Game: Time; Matchup; Score; Television
First round – Tuesday, March 12, 2019 – campus sites
1: 7:00 pm; No. 9 Arkansas State at No. 8 South Alabama; 67–75; ESPN+
2: 7:00 pm; No. 10 Appalachian State at No. 7 Louisiana–Monroe; 80–89
Second round – Thursday, March 14, 2019 – Lakefront Arena, New Orleans, LA
3: 5:00 pm; No. 5 Louisiana vs No. 8 South Alabama; 69–70; ESPN+
4: 7:30 pm; No. 6 Coastal Carolina vs No. 7 Louisiana–Monroe; 50–80
Quarterfinals – Friday, March 15, 2019 – Lakefront Arena, New Orleans, LA
5: 5:00 pm; No. 4 Texas State vs. No. 8 South Alabama; 79–67; ESPN+
6: 7:30 pm; No. 3 Georgia Southern vs.
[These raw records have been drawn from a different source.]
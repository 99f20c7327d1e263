//! System handlers: health, OpenAPI, events, shutdown.

use crate::api::AppState;
use axum::{
    Json,
    extract::State,
    http::StatusCode,
    response::{
        IntoResponse,
        sse::{Event as SseEvent, KeepAlive, Sse},
    },
};
use serde_json::json;
use std::convert::Infallible;
use tokio_stream::StreamExt;
use tokio_stream::wrappers::BroadcastStream;

/// GET /health - Health check
#[utoipa::path(
    get,
    path = "/health",
    tag = "system",
    responses(
        (status = 200, description = "Service is healthy")
    )
)]
pub async fn health_check() -> impl IntoResponse {
    Json(json!({
        "status": "ok",
        "version": env!("CARGO_PKG_VERSION")
    }))
}

/// GET /openapi.json - OpenAPI specification
#[utoipa::path(
    get,
    path = "/openapi.json",
    tag = "system",
    responses(
        (status = 200, description = "OpenAPI 3.1 specification in JSON format")
    )
)]
pub async fn openapi_spec() -> impl IntoResponse {
    use crate::api::openapi::ApiDoc;
    use utoipa::OpenApi;

    Json(ApiDoc::openapi())
}

/// GET /events - Server-sent events stream
#[utoipa::path(
    get,
    path = "/events",
    tag = "system",
    responses(
        (status = 200, description = "Server-sent events stream (text/event-stream)", content_type = "text/event-stream")
    )
)]
pub async fn event_stream(
    State(state): State<AppState>,
) -> Sse<impl tokio_stream::Stream<Item = Result<SseEvent, Infallible>>> {
    let receiver = state.downloader.subscribe();
    let stream = BroadcastStream::new(receiver);

    let sse_stream = stream.filter_map(|result| match result {
        Ok(event) => match serde_json::to_string(&event) {
            Ok(json_data) => {
                let event_type = match &event {
                    crate::types::Event::JobQueued { .. } => "job_queued",
                    crate::types::Event::StatusChanged { .. } => "status_changed",
                    crate::types::Event::ManifestLoaded { .. } => "manifest_loaded",
                    crate::types::Event::PageCompleted { .. } => "page_completed",
                    crate::types::Event::PageSkipped { .. } => "page_skipped",
                    crate::types::Event::JobComplete { .. } => "job_complete",
                    crate::types::Event::JobFailed { .. } => "job_failed",
                    crate::types::Event::JobRemoved { .. } => "job_removed",
                    crate::types::Event::JobPaused { .. } => "job_paused",
                    crate::types::Event::JobResumed { .. } => "job_resumed",
                    crate::types::Event::Shutdown => "shutdown",
                };

                Some(Ok(SseEvent::default().event(event_type).data(json_data)))
            }
            Err(e) => {
                tracing::warn!("Failed to serialize event to JSON: {}", e);
                None
            }
        },
        Err(tokio_stream::wrappers::errors::BroadcastStreamRecvError::Lagged(skipped)) => {
            tracing::warn!("SSE client lagged, skipped {} events", skipped);
            Some(Ok(SseEvent::default().event("error").data(format!(
                r#"{{"error":"lagged","skipped":{}}}"#,
                skipped
            ))))
        }
    });

    Sse::new(sse_stream).keep_alive(KeepAlive::default())
}

/// POST /shutdown - Graceful shutdown
#[utoipa::path(
    post,
    path = "/shutdown",
    tag = "system",
    responses(
        (status = 202, description = "Shutdown initiated")
    )
)]
pub async fn shutdown(State(state): State<AppState>) -> impl IntoResponse {
    // Signal shutdown in a background task so the HTTP response goes out first;
    // the API server itself stops via its graceful-shutdown future
    tokio::spawn(async move {
        tokio::time::sleep(std::time::Duration::from_millis(100)).await;
        state.downloader.shutdown();
    });

    (
        StatusCode::ACCEPTED,
        Json(json!({ "status": "shutting_down" })),
    )
}
use rusqlite::{Connection, OptionalExtension, Row, params};

use crate::models::{IdeaRow, MessageRow, TaskRow, UserRow};
use crate::{Database, StoreError, StoreResult};

impl Database {
    // -- Users --

    /// Insert a new user. Uniqueness of username and email is enforced by the
    /// single INSERT: a constraint failure maps to `Conflict`, so there is no
    /// check-then-insert window.
    pub fn create_user(
        &self,
        username: &str,
        email: &str,
        password_hash: &str,
    ) -> StoreResult<i64> {
        self.with_conn(|conn| {
            conn.execute(
                "INSERT INTO users (username, email, password_hash) VALUES (?1, ?2, ?3)",
                (username, email, password_hash),
            )
            .map_err(|e| {
                if is_constraint_violation(&e) {
                    StoreError::Conflict
                } else {
                    e.into()
                }
            })?;
            Ok(conn.last_insert_rowid())
        })
    }

    pub fn get_user_by_username(&self, username: &str) -> StoreResult<Option<UserRow>> {
        self.with_conn(|conn| query_user_by_username(conn, username))
    }

    // -- Tasks --

    pub fn insert_task(
        &self,
        owner_id: i64,
        text: &str,
        priority: &str,
        time_label: &str,
    ) -> StoreResult<TaskRow> {
        self.with_conn(|conn| {
            conn.execute(
                "INSERT INTO tasks (owner_id, text, priority, time_label) VALUES (?1, ?2, ?3, ?4)",
                params![owner_id, text, priority, time_label],
            )?;
            query_task(conn, conn.last_insert_rowid())
        })
    }

    /// All tasks for an owner, newest-created first.
    pub fn list_tasks(&self, owner_id: i64) -> StoreResult<Vec<TaskRow>> {
        self.with_conn(|conn| query_tasks(conn, owner_id))
    }

    /// Returns false when no row matched; a stale id is a no-op, not an error.
    pub fn set_task_completed(
        &self,
        owner_id: i64,
        task_id: i64,
        completed: bool,
    ) -> StoreResult<bool> {
        self.with_conn(|conn| {
            let changed = conn.execute(
                "UPDATE tasks SET completed = ?3 WHERE owner_id = ?1 AND id = ?2",
                params![owner_id, task_id, completed],
            )?;
            Ok(changed > 0)
        })
    }

    pub fn delete_task(&self, owner_id: i64, task_id: i64) -> StoreResult<bool> {
        self.with_conn(|conn| {
            let changed = conn.execute(
                "DELETE FROM tasks WHERE owner_id = ?1 AND id = ?2",
                (owner_id, task_id),
            )?;
            Ok(changed > 0)
        })
    }

    // -- Ideas --

    pub fn insert_idea(
        &self,
        owner_id: i64,
        text: &str,
        category: &str,
        time_label: &str,
    ) -> StoreResult<IdeaRow> {
        self.with_conn(|conn| {
            conn.execute(
                "INSERT INTO ideas (owner_id, text, category, time_label) VALUES (?1, ?2, ?3, ?4)",
                params![owner_id, text, category, time_label],
            )?;
            query_idea(conn, conn.last_insert_rowid())
        })
    }

    /// All ideas for an owner, newest-created first.
    pub fn list_ideas(&self, owner_id: i64) -> StoreResult<Vec<IdeaRow>> {
        self.with_conn(|conn| query_ideas(conn, owner_id))
    }

    pub fn delete_idea(&self, owner_id: i64, idea_id: i64) -> StoreResult<bool> {
        self.with_conn(|conn| {
            let changed = conn.execute(
                "DELETE FROM ideas WHERE owner_id = ?1 AND id = ?2",
                (owner_id, idea_id),
            )?;
            Ok(changed > 0)
        })
    }

    // -- Messages --

    pub fn insert_message(&self, owner_id: i64, role: &str, content: &str) -> StoreResult<MessageRow> {
        self.with_conn(|conn| {
            conn.execute(
                "INSERT INTO messages (owner_id, role, content) VALUES (?1, ?2, ?3)",
                params![owner_id, role, content],
            )?;
            query_message(conn, conn.last_insert_rowid())
        })
    }

    /// Messages for an owner, newest-created first, optionally capped.
    /// Callers wanting conversation order reverse the result.
    pub fn list_messages(&self, owner_id: i64, limit: Option<u32>) -> StoreResult<Vec<MessageRow>> {
        self.with_conn(|conn| query_messages(conn, owner_id, limit))
    }

    /// Internal compensation hook for a failed assistant exchange; the API
    /// surface never deletes messages.
    pub fn delete_message(&self, owner_id: i64, message_id: i64) -> StoreResult<bool> {
        self.with_conn(|conn| {
            let changed = conn.execute(
                "DELETE FROM messages WHERE owner_id = ?1 AND id = ?2",
                (owner_id, message_id),
            )?;
            Ok(changed > 0)
        })
    }
}

fn is_constraint_violation(err: &rusqlite::Error) -> bool {
    matches!(
        err,
        rusqlite::Error::SqliteFailure(e, _) if e.code == rusqlite::ErrorCode::ConstraintViolation
    )
}

fn query_user_by_username(conn: &Connection, username: &str) -> StoreResult<Option<UserRow>> {
    let mut stmt = conn.prepare(
        "SELECT id, username, email, password_hash, created_at FROM users WHERE username = ?1",
    )?;

    let row = stmt.query_row([username], user_row).optional()?;
    Ok(row)
}

fn query_task(conn: &Connection, task_id: i64) -> StoreResult<TaskRow> {
    let mut stmt = conn.prepare(
        "SELECT id, owner_id, text, priority, completed, created_at, time_label
         FROM tasks WHERE id = ?1",
    )?;
    Ok(stmt.query_row([task_id], task_row)?)
}

fn query_tasks(conn: &Connection, owner_id: i64) -> StoreResult<Vec<TaskRow>> {
    let mut stmt = conn.prepare(
        "SELECT id, owner_id, text, priority, completed, created_at, time_label
         FROM tasks
         WHERE owner_id = ?1
         ORDER BY id DESC",
    )?;

    let rows = stmt
        .query_map([owner_id], task_row)?
        .collect::<std::result::Result<Vec<_>, _>>()?;
    Ok(rows)
}

fn query_idea(conn: &Connection, idea_id: i64) -> StoreResult<IdeaRow> {
    let mut stmt = conn.prepare(
        "SELECT id, owner_id, text, category, created_at, time_label
         FROM ideas WHERE id = ?1",
    )?;
    Ok(stmt.query_row([idea_id], idea_row)?)
}

fn query_ideas(conn: &Connection, owner_id: i64) -> StoreResult<Vec<IdeaRow>> {
    let mut stmt = conn.prepare(
        "SELECT id, owner_id, text, category, created_at, time_label
         FROM ideas
         WHERE owner_id = ?1
         ORDER BY id DESC",
    )?;

    let rows = stmt
        .query_map([owner_id], idea_row)?
        .collect::<std::result::Result<Vec<_>, _>>()?;
    Ok(rows)
}

fn query_message(conn: &Connection, message_id: i64) -> StoreResult<MessageRow> {
    let mut stmt = conn.prepare(
        "SELECT id, owner_id, role, content, created_at FROM messages WHERE id = ?1",
    )?;
    Ok(stmt.query_row([message_id], message_row)?)
}

fn query_messages(conn: &Connection, owner_id: i64, limit: Option<u32>) -> StoreResult<Vec<MessageRow>> {
    // SQLite treats a negative LIMIT as unlimited.
    let limit = limit.map_or(-1, i64::from);

    let mut stmt = conn.prepare(
        "SELECT id, owner_id, role, content, created_at
         FROM messages
         WHERE owner_id = ?1
         ORDER BY id DESC
         LIMIT ?2",
    )?;

    let rows = stmt
        .query_map(params![owner_id, limit], message_row)?
        .collect::<std::result::Result<Vec<_>, _>>()?;
    Ok(rows)
}

fn user_row(row: &Row<'_>) -> rusqlite::Result<UserRow> {
    Ok(UserRow {
        id: row.get(0)?,
        username: row.get(1)?,
        email: row.get(2)?,
        password_hash: row.get(3)?,
        created_at: row.get(4)?,
    })
}

fn task_row(row: &Row<'_>) -> rusqlite::Result<TaskRow> {
    Ok(TaskRow {
        id: row.get(0)?,
        owner_id: row.get(1)?,
        text: row.get(2)?,
        priority: row.get(3)?,
        completed: row.get(4)?,
        created_at: row.get(5)?,
        time_label: row.get(6)?,
    })
}

fn idea_row(row: &Row<'_>) -> rusqlite::Result<IdeaRow> {
    Ok(IdeaRow {
        id: row.get(0)?,
        owner_id: row.get(1)?,
        text: row.get(2)?,
        category: row.get(3)?,
        created_at: row.get(4)?,
        time_label: row.get(5)?,
    })
}

fn message_row(row: &Row<'_>) -> rusqlite::Result<MessageRow> {
    Ok(MessageRow {
        id: row.get(0)?,
        owner_id: row.get(1)?,
        role: row.get(2)?,
        content: row.get(3)?,
        created_at: row.get(4)?,
    })
}

#[cfg(test)]
mod tests {
    use super::*;

    fn test_db() -> Database {
        Database::open_in_memory().unwrap()
    }

    fn owner(db: &Database) -> i64 {
        db.create_user("alice", "alice@example.com", "hash").unwrap()
    }

    fn count(db: &Database, table: &str) -> i64 {
        db.with_conn(|conn| {
            Ok(conn.query_row(&format!("SELECT COUNT(*) FROM {table}"), [], |r| r.get(0))?)
        })
        .unwrap()
    }

    #[test]
    fn duplicate_username_is_conflict() {
        let db = test_db();
        owner(&db);

        let err = db
            .create_user("alice", "other@example.com", "hash2")
            .unwrap_err();
        assert!(matches!(err, StoreError::Conflict));
        assert_eq!(count(&db, "users"), 1);
    }

    #[test]
    fn duplicate_email_is_conflict() {
        let db = test_db();
        owner(&db);

        let err = db
            .create_user("bob", "alice@example.com", "hash2")
            .unwrap_err();
        assert!(matches!(err, StoreError::Conflict));
        assert_eq!(count(&db, "users"), 1);
    }

    #[test]
    fn tasks_list_newest_first_and_roundtrip() {
        let db = test_db();
        let uid = owner(&db);

        db.insert_task(uid, "first", "low", "09:00").unwrap();
        db.insert_task(uid, "second", "medium", "09:01").unwrap();
        db.insert_task(uid, "third", "high", "09:02").unwrap();

        let tasks = db.list_tasks(uid).unwrap();
        assert_eq!(tasks.len(), 3);
        assert_eq!(tasks[0].text, "third");
        assert_eq!(tasks[0].priority, "high");
        assert_eq!(tasks[0].time_label, "09:02");
        assert!(!tasks[0].completed);
        assert_eq!(tasks[1].text, "second");
        assert_eq!(tasks[2].text, "first");
        assert_eq!(tasks[2].owner_id, uid);
    }

    #[test]
    fn set_completed_touches_only_the_target() {
        let db = test_db();
        let uid = owner(&db);

        let a = db.insert_task(uid, "a", "low", "09:00").unwrap();
        let b = db.insert_task(uid, "b", "low", "09:00").unwrap();

        assert!(db.set_task_completed(uid, a.id, true).unwrap());

        let tasks = db.list_tasks(uid).unwrap();
        let completed: Vec<_> = tasks.iter().filter(|t| t.completed).collect();
        assert_eq!(completed.len(), 1);
        assert_eq!(completed[0].id, a.id);
        assert!(!tasks.iter().find(|t| t.id == b.id).unwrap().completed);
    }

    #[test]
    fn stale_ids_are_noops() {
        let db = test_db();
        let uid = owner(&db);
        db.insert_task(uid, "keep", "low", "09:00").unwrap();
        db.insert_idea(uid, "keep", "General", "09:00").unwrap();

        assert!(!db.delete_task(uid, 9999).unwrap());
        assert!(!db.delete_idea(uid, 9999).unwrap());
        assert!(!db.set_task_completed(uid, 9999, true).unwrap());

        assert_eq!(db.list_tasks(uid).unwrap().len(), 1);
        assert_eq!(db.list_ideas(uid).unwrap().len(), 1);
    }

    #[test]
    fn writes_are_scoped_to_the_owner() {
        let db = test_db();
        let alice = owner(&db);
        let bob = db.create_user("bob", "bob@example.com", "hash").unwrap();

        let task = db.insert_task(bob, "bob's task", "high", "10:00").unwrap();

        // Alice cannot reach Bob's row even with a valid id.
        assert!(!db.delete_task(alice, task.id).unwrap());
        assert!(!db.set_task_completed(alice, task.id, true).unwrap());
        assert_eq!(db.list_tasks(bob).unwrap().len(), 1);
        assert!(db.list_tasks(alice).unwrap().is_empty());
    }

    #[test]
    fn records_require_an_existing_owner() {
        let db = test_db();

        assert!(db.insert_task(4242, "orphan", "low", "09:00").is_err());
        assert!(db.insert_idea(4242, "orphan", "General", "09:00").is_err());
        assert!(db.insert_message(4242, "user", "orphan").is_err());
    }

    #[test]
    fn message_page_caps_then_reverses_to_conversation_order() {
        let db = test_db();
        let uid = owner(&db);

        for i in 1..=6 {
            db.insert_message(uid, "user", &format!("m{i}")).unwrap();
        }

        let mut page = db.list_messages(uid, Some(5)).unwrap();
        assert_eq!(page.len(), 5);
        assert_eq!(page[0].content, "m6");

        page.reverse();
        let contents: Vec<_> = page.iter().map(|m| m.content.as_str()).collect();
        assert_eq!(contents, vec!["m2", "m3", "m4", "m5", "m6"]);

        assert_eq!(db.list_messages(uid, None).unwrap().len(), 6);
    }

    #[test]
    fn delete_message_by_id() {
        let db = test_db();
        let uid = owner(&db);

        let m = db.insert_message(uid, "user", "oops").unwrap();
        db.insert_message(uid, "assistant", "kept").unwrap();

        assert!(db.delete_message(uid, m.id).unwrap());
        assert!(!db.delete_message(uid, m.id).unwrap());

        let left = db.list_messages(uid, None).unwrap();
        assert_eq!(left.len(), 1);
        assert_eq!(left[0].content, "kept");
    }
}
No. 7 Louisiana–Monroe; 81–67
Semifinals – Saturday, March 16, 2019 – Lakefront Arena, New Orleans, LA
7: 3:00 pm; No. 1 Georgia State vs. No. 4 Texas State; 59–46; ESPN+
8: 5:30 pm; No. 2 UT Arlington vs. No. 3 Georgia Southern; 67–58
Championship – Sunday, March 17, 2019 – Lakefront Arena, New Orleans, LA
9: 1:00 pm; No. 1 Georgia State vs. No. 2 UT Arlington; 73–64; ESPN2
Game times are in Central Time. Rankings denote tournament seed.